Saturday, April 10, 2010

Bench Vacancies

With Justice John Paul Stevens announcing his retirement yesterday, President Obama is reportedly considering several candidates to take his seat on the U.S. Supreme Court.

Some of the leading candidates, according to reports, include U.S. Solicitor General Elena Kagan, Michigan Governor Jennifer Granholm, Secretary of Homeland Security Janet Napolitano, U.S. State Department Legal Adviser Harold Koh, and Harvard Law School Professor (and now Administrator of the White House Office of Information and Regulatory Affairs) Cass Sunstein.

What do all of the above have in common?

They've never been a judge!

Meanwhile, the New Jersey Nets are looking for a coach, having fired six-year veteran Lawrence Frank earlier this season and used an interim coach, Kiki Vandeweghe, since before Christmas. Leading candidates, according to rumor, include (i) Mark Jackson, former Knicks/Pacers point guard and now ESPN/ABC announcer, who has never coached anything, and (ii) Mike Krzyzewski of Duke University, who has never coached in the NBA. Meanwhile, other pundits have suggested in the past week that 33-year-old coach Brad Stevens of Butler University, having husbanded his men to a couple centimeters from the national championship, deserves a shot at the pros.

Other teams looking for a new coach next season may include Golden State, New Orleans, Chicago, Philadelphia, Indiana, and the L.A. Clippers.

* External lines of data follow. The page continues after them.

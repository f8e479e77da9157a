//! End-to-end gateway tests over an in-memory vault.

use std::sync::Arc;

use async_trait::async_trait;
use chrono::NaiveDate;
use serde_json::json;

use quill_config::{DailyNoteSettings, StaticDailySettings};
use quill_core::{CapabilityTier, CapabilityToken, DirectoryRule};
use quill_gateway::{
    ExtensionProvider, Gateway, GatewayBuilder, GatewayResult, ToolResult,
};
use quill_resolve::FixedClock;
use quill_vault::MemoryVault;

fn clock() -> Arc<FixedClock> {
    Arc::new(FixedClock(
        NaiveDate::from_ymd_opt(2023, 5, 9).expect("valid date"),
    ))
}

fn gateway(vault: MemoryVault) -> Gateway {
    GatewayBuilder::new(
        Arc::new(vault),
        Arc::new(StaticDailySettings::enabled(DailyNoteSettings::new(
            "YYYY-MM-DD",
            "daily",
        ))),
        clock(),
    )
    .build()
    .expect("gateway builds")
}

fn restricted() -> CapabilityToken {
    CapabilityToken::new("t-restricted", CapabilityTier::Restricted)
}

fn readonly() -> CapabilityToken {
    CapabilityToken::new("t-readonly", CapabilityTier::ReadOnly)
}

fn full() -> CapabilityToken {
    CapabilityToken::new("t-full", CapabilityTier::Full)
}

#[tokio::test]
async fn test_gated_tool_indistinguishable_from_unregistered() {
    let gw = gateway(MemoryVault::seeded([("a.md", "body")]));
    let token = readonly();

    let gated = gw
        .call_tool("write_document", &token, json!({"uri": "a.md", "content": "x"}))
        .await;
    let missing = gw.call_tool("write_document", &token, json!({})).await;
    assert!(gated.is_error);
    assert_eq!(gated, missing, "arguments must not matter before the gate");

    // The gated name and a never-registered name produce the same shape,
    // differing only in the echoed name.
    let unregistered = gw.call_tool("no_such_tool", &token, json!({})).await;
    assert!(unregistered.is_error);
    assert_eq!(gated.text_content(), "unknown tool: write_document");
    assert_eq!(unregistered.text_content(), "unknown tool: no_such_tool");
}

#[tokio::test]
async fn test_list_tools_filters_by_tier() {
    let gw = gateway(MemoryVault::seeded([("a.md", "")]));

    let names = |token: &CapabilityToken| -> Vec<String> {
        gw.list_tools(token).into_iter().map(|t| t.name).collect()
    };

    assert_eq!(names(&restricted()), vec!["list_resources"]);
    assert_eq!(
        names(&readonly()),
        vec![
            "list_resources",
            "read_document",
            "list_directory",
            "complete_path",
            "open_daily_note",
        ]
    );
    assert_eq!(
        names(&full()),
        vec![
            "list_resources",
            "read_document",
            "list_directory",
            "complete_path",
            "open_daily_note",
            "write_document",
            "append_document",
            "replace_in_document",
        ]
    );
}

#[tokio::test]
async fn test_read_document_leaf_and_directory() {
    let gw = gateway(MemoryVault::seeded([
        ("notes/a.md", "alpha"),
        ("notes/b.md", "beta"),
    ]));
    let token = readonly();

    let leaf = gw
        .call_tool("read_document", &token, json!({"uri": "notes/a.md"}))
        .await;
    assert!(!leaf.is_error);
    assert_eq!(leaf.text_content(), "alpha");

    let dir = gw
        .call_tool("read_document", &token, json!({"uri": "notes/"}))
        .await;
    assert!(!dir.is_error);
    assert_eq!(dir.text_content(), "a.md\nb.md");
}

#[tokio::test]
async fn test_daily_today_resolves_through_clock() {
    let gw = gateway(MemoryVault::seeded([("daily/2023-05-09.md", "today body")]));
    let token = readonly();

    let result = gw
        .call_tool("read_document", &token, json!({"uri": "daily:///today"}))
        .await;
    assert!(!result.is_error);
    assert_eq!(result.text_content(), "today body");

    // Empty daily path means "today".
    let bare = gw
        .call_tool("read_document", &token, json!({"uri": "daily:///"}))
        .await;
    assert_eq!(bare.text_content(), "today body");
}

#[tokio::test]
async fn test_daily_missing_note_mentions_create() {
    let gw = gateway(MemoryVault::seeded([("daily/2023-05-09.md", "")]));
    let result = gw
        .call_tool(
            "read_document",
            &readonly(),
            json!({"uri": "daily://tomorrow"}),
        )
        .await;
    assert!(result.is_error);
    let msg = result.text_content();
    assert!(msg.contains("tomorrow"), "message names the alias: {msg}");
    assert!(msg.contains("create"), "message offers the escape hatch: {msg}");
}

#[tokio::test]
async fn test_open_daily_note_create_requires_full_tier() {
    let gw = gateway(MemoryVault::seeded([("daily/2023-05-09.md", "")]));

    let denied = gw
        .call_tool(
            "open_daily_note",
            &readonly(),
            json!({"alias": "tomorrow", "create": true}),
        )
        .await;
    assert!(denied.is_error);
    assert_eq!(denied.text_content(), "access denied: daily/2023-05-10.md");

    let created = gw
        .call_tool(
            "open_daily_note",
            &full(),
            json!({"alias": "tomorrow", "create": true}),
        )
        .await;
    assert!(!created.is_error, "{}", created.text_content());

    // The note now exists and reads back without the create flag.
    let reread = gw
        .call_tool("open_daily_note", &readonly(), json!({"alias": "tomorrow"}))
        .await;
    assert!(!reread.is_error);
}

#[tokio::test]
async fn test_open_daily_note_explicit_date() {
    let gw = gateway(MemoryVault::seeded([("daily/2023-04-01.md", "april")]));
    let result = gw
        .call_tool("open_daily_note", &readonly(), json!({"alias": "2023-04-01"}))
        .await;
    assert!(!result.is_error);
    assert_eq!(result.text_content(), "april");
}

#[tokio::test]
async fn test_list_directory_depth_zero_collapses() {
    let gw = gateway(MemoryVault::seeded([
        ("dir2/file5.md", ""),
        ("dir2/subdir/file6.md", ""),
    ]));
    let result = gw
        .call_tool(
            "list_directory",
            &readonly(),
            json!({"path": "dir2", "depth": 0}),
        )
        .await;
    assert!(!result.is_error);
    assert_eq!(result.text_content(), "file5.md\nsubdir/");
}

#[tokio::test]
async fn test_replace_requires_exactly_one_match() {
    let gw = gateway(MemoryVault::seeded([("a.md", "x y x")]));
    let token = full();

    let ambiguous = gw
        .call_tool(
            "replace_in_document",
            &token,
            json!({"uri": "a.md", "find": "x", "replace": "z"}),
        )
        .await;
    assert!(ambiguous.is_error);
    assert!(ambiguous.text_content().contains("2 occurrences"));

    let ok = gw
        .call_tool(
            "replace_in_document",
            &token,
            json!({"uri": "a.md", "find": "y", "replace": "z"}),
        )
        .await;
    assert!(!ok.is_error);

    let content = gw
        .call_tool("read_document", &token, json!({"uri": "a.md"}))
        .await;
    assert_eq!(content.text_content(), "x z x");
}

#[tokio::test]
async fn test_longest_prefix_policy_end_to_end() {
    let gw = gateway(MemoryVault::seeded([
        ("secret/private.md", "hidden"),
        ("secret/shared/open.md", "visible"),
        ("notes/a.md", "plain"),
    ]));
    let token = readonly().with_rules([
        DirectoryRule::deny("secret"),
        DirectoryRule::allow("secret/shared"),
    ]);

    let allowed = gw
        .call_tool(
            "read_document",
            &token,
            json!({"uri": "secret/shared/open.md"}),
        )
        .await;
    assert!(!allowed.is_error);
    assert_eq!(allowed.text_content(), "visible");

    // Denied reads are not-found, never access-denied.
    let denied = gw
        .call_tool("read_document", &token, json!({"uri": "secret/private.md"}))
        .await;
    assert!(denied.is_error);
    assert_eq!(denied.text_content(), "not found: secret/private.md");

    let unruled = gw
        .call_tool("read_document", &token, json!({"uri": "notes/a.md"}))
        .await;
    assert_eq!(unruled.text_content(), "plain");
}

#[tokio::test]
async fn test_write_denial_depends_on_existence() {
    let gw = gateway(MemoryVault::seeded([("secret/existing.md", "old")]));
    let token = full().with_rules([DirectoryRule::deny("secret")]);

    let existing = gw
        .call_tool(
            "write_document",
            &token,
            json!({"uri": "secret/existing.md", "content": "new"}),
        )
        .await;
    assert!(existing.is_error);
    assert_eq!(existing.text_content(), "access denied: secret/existing.md");

    let absent = gw
        .call_tool(
            "write_document",
            &token,
            json!({"uri": "secret/new.md", "content": "new"}),
        )
        .await;
    assert!(absent.is_error);
    assert_eq!(absent.text_content(), "not found: secret/new.md");
}

#[tokio::test]
async fn test_append_creates_and_separates_lines() {
    let gw = gateway(MemoryVault::seeded([("a.md", "first")]));
    let token = full();

    let created = gw
        .call_tool(
            "append_document",
            &token,
            json!({"uri": "fresh.md", "content": "hello"}),
        )
        .await;
    assert!(!created.is_error);

    gw.call_tool(
        "append_document",
        &token,
        json!({"uri": "a.md", "content": "second"}),
    )
    .await;
    let content = gw
        .call_tool("read_document", &token, json!({"uri": "a.md"}))
        .await;
    assert_eq!(content.text_content(), "first\nsecond");
}

#[tokio::test]
async fn test_resource_scheme_listing_by_tier() {
    let gw = gateway(MemoryVault::seeded([("a.md", "")]));

    let schemes: Vec<String> = gw
        .list_resource_schemes(&readonly())
        .into_iter()
        .map(|r| r.scheme)
        .collect();
    assert_eq!(schemes, vec!["direct", "daily"]);

    assert!(gw.list_resource_schemes(&restricted()).is_empty());

    // The list_resources tool mirrors the same visibility.
    let via_tool = gw.call_tool("list_resources", &restricted(), json!({})).await;
    assert!(!via_tool.is_error);
    assert_eq!(via_tool.text_content(), "");
}

#[tokio::test]
async fn test_read_resource_by_uri() {
    let gw = gateway(MemoryVault::seeded([("notes/a.md", "alpha")]));
    let result = gw
        .read_resource("direct:///notes/a.md", &readonly())
        .await;
    assert!(!result.is_error);
    assert_eq!(result.text_content(), "alpha");

    // The daily scheme resolves and routes to its own resource type.
    let gw = gateway(MemoryVault::seeded([("daily/2023-05-09.md", "today")]));
    let result = gw.read_resource("daily:///today", &readonly()).await;
    assert_eq!(result.text_content(), "today");
}

#[tokio::test]
async fn test_complete_daily_scheme() {
    let gw = gateway(MemoryVault::seeded([("daily/2023-05-08.md", "")]));
    let out = gw.complete("daily", "to", &readonly()).await.unwrap();
    assert_eq!(out, vec!["today", "tomorrow"]);

    let out = gw.complete("daily", "2023", &readonly()).await.unwrap();
    assert_eq!(out, vec!["2023-05-08"]);
}

struct TasksProvider {
    enabled: bool,
}

#[async_trait]
impl ExtensionProvider for TasksProvider {
    fn scheme(&self) -> &str {
        "tasks"
    }

    fn description(&self) -> &str {
        "open tasks across the vault"
    }

    fn is_enabled(&self) -> bool {
        self.enabled
    }

    async fn list(&self, _token: &CapabilityToken) -> GatewayResult<Vec<String>> {
        Ok(vec!["open".to_string(), "done".to_string()])
    }

    async fn read(&self, path: &str, _token: &CapabilityToken) -> GatewayResult<ToolResult> {
        Ok(ToolResult::text(format!("tasks query: {path}")))
    }
}

fn gateway_with_tasks(enabled: bool) -> Gateway {
    GatewayBuilder::new(
        Arc::new(MemoryVault::seeded([("a.md", "")])),
        Arc::new(StaticDailySettings::disabled()),
        clock(),
    )
    .with_extension(Arc::new(TasksProvider { enabled }))
    .build()
    .expect("gateway builds")
}

#[tokio::test]
async fn test_extension_scheme_routed_to_provider() {
    let gw = gateway_with_tasks(true);
    let token = readonly();

    let result = gw
        .call_tool("read_document", &token, json!({"uri": "tasks:///open"}))
        .await;
    assert!(!result.is_error);
    assert_eq!(result.text_content(), "tasks query: open");

    let result = gw.read_resource("tasks:///open", &token).await;
    assert_eq!(result.text_content(), "tasks query: open");

    let listed = gw.list_resources("tasks", &token).await.unwrap();
    assert_eq!(listed, vec!["open", "done"]);
}

#[tokio::test]
async fn test_disabled_extension_reads_as_unknown_scheme() {
    let gw = gateway_with_tasks(false);
    let result = gw
        .call_tool("read_document", &readonly(), json!({"uri": "tasks:///open"}))
        .await;
    assert!(result.is_error);
    assert_eq!(result.text_content(), "unknown resource scheme: tasks");
}

#[tokio::test]
async fn test_duplicate_extension_scheme_rejected_at_build() {
    let result = GatewayBuilder::new(
        Arc::new(MemoryVault::seeded([("a.md", "")])),
        Arc::new(StaticDailySettings::disabled()),
        clock(),
    )
    .with_extension(Arc::new(TasksProvider { enabled: true }))
    .with_extension(Arc::new(TasksProvider { enabled: true }))
    .build();
    assert!(result.is_err());
}

#[tokio::test]
async fn test_rejected_uri_forms() {
    let gw = gateway(MemoryVault::seeded([("a.md", "body")]));
    let token = readonly();

    for uri in [
        "http://example.com/a.md",
        "../escape.md",
        "direct://user@host/a.md",
    ] {
        let result = gw.call_tool("read_document", &token, json!({"uri": uri})).await;
        assert!(result.is_error, "expected rejection for {uri}");
    }

    // Percent-encoded segments decode before lookup.
    let gw = gateway(MemoryVault::seeded([("my note.md", "spaced")]));
    let result = gw
        .call_tool("read_document", &token, json!({"uri": "my%20note.md"}))
        .await;
    assert_eq!(result.text_content(), "spaced");
}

That Chicago will need a new steward is not surprising: when they hired Vinny Del Negro in June 2008, he had no experience as a basketball coach, for any team, at any level of the game, anywhere!

Both NBA coaching positions and Supreme Court justiceships are, respectively, the highest achievement in the profession. Why would you give such highly coveted positions to individuals who have hardly proven that they can do it? In the judging realm, someone with big aspirations can gain experience at several levels of state or federal judicial systems. As a coach, the best way to audition for an NBA head-coach job is to start as an assistant: Stan Van Gundy, Jeff Van Gundy, Mike D'Antoni, Rick Carlisle, Mike Woodson, Lawrence Frank, Avery Johnson, Phil Jackson, Byron Scott, Erik Spoelstra, Rick Adelman, Nate McMillan, Scott Brooks, Jerry Sloan, Scott Skiles, Mike Brown, and many others rose to prominence this way. Coaching a college team, not quite as effective preparation (most college coaches who have tried NBA jobs have failed), is nonetheless better than no experience whatsoever.

Preparing to judge is certainly easier than preparing to coach, though. The raw materials of judging are statutory text, constitutional text, caselaw precedent, and briefs from litigants, all of which are publicly available. It is easy to "simulate" judging a particular case. Motivating 12 world-class athletes to play hard defense and pass the ball effectively, though, is a draining task that can only be conjured, not very realistically, in one's interior world. While there may be political reasons why President Obama might pick a non-judge for the Supreme Court, I cannot imagine why Mark Jackson or any college coach would be hired to lead a potential NBA champion (which is, we hope, how every team views its long-term trajectory).